(Beginning of Supplied material)
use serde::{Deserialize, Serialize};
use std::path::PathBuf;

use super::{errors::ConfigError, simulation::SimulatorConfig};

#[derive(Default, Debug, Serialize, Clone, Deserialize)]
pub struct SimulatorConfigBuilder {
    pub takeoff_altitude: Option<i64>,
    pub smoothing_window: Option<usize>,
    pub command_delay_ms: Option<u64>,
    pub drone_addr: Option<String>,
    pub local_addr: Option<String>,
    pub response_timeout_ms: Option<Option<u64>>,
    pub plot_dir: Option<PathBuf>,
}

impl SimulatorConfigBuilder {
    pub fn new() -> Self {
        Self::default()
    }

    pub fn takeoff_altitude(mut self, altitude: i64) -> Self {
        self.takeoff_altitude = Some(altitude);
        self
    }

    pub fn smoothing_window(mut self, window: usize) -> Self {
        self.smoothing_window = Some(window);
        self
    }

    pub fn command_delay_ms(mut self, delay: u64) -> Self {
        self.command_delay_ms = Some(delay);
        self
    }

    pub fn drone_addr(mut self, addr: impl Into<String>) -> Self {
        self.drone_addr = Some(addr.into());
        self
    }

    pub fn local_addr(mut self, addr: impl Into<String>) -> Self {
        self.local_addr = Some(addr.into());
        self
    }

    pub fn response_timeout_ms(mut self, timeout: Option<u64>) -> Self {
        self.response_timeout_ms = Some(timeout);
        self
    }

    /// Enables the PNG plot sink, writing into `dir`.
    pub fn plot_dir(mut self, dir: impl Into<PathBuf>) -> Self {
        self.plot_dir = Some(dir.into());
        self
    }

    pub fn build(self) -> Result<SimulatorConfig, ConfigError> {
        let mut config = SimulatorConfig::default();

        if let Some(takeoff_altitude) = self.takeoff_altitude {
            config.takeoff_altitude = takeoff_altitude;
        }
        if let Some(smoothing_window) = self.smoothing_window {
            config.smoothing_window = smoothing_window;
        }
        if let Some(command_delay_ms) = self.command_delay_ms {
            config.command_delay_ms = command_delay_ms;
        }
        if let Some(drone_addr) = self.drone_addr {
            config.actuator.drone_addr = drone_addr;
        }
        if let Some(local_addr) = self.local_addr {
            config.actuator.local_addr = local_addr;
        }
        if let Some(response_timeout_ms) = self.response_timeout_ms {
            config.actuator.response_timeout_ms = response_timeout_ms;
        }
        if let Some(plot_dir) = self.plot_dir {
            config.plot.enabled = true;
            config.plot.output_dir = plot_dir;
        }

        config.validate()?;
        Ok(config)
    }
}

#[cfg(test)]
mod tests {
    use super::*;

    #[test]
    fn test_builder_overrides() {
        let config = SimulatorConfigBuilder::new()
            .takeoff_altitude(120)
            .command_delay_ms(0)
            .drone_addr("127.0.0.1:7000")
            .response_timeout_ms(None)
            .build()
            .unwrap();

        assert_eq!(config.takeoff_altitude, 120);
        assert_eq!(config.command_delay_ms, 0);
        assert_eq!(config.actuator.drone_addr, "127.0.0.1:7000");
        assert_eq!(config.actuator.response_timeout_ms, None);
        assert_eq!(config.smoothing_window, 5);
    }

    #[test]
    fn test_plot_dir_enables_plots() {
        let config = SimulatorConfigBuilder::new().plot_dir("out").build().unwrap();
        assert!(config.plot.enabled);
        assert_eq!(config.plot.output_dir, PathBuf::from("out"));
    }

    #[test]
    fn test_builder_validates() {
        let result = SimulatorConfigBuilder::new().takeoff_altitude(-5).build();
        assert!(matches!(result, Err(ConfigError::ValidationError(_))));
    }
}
(End of Supplied material)
_Instructions to follow_
Your answer should be a number only: the count of lines above in which the string "ConfigError" appears.

_Result below_
3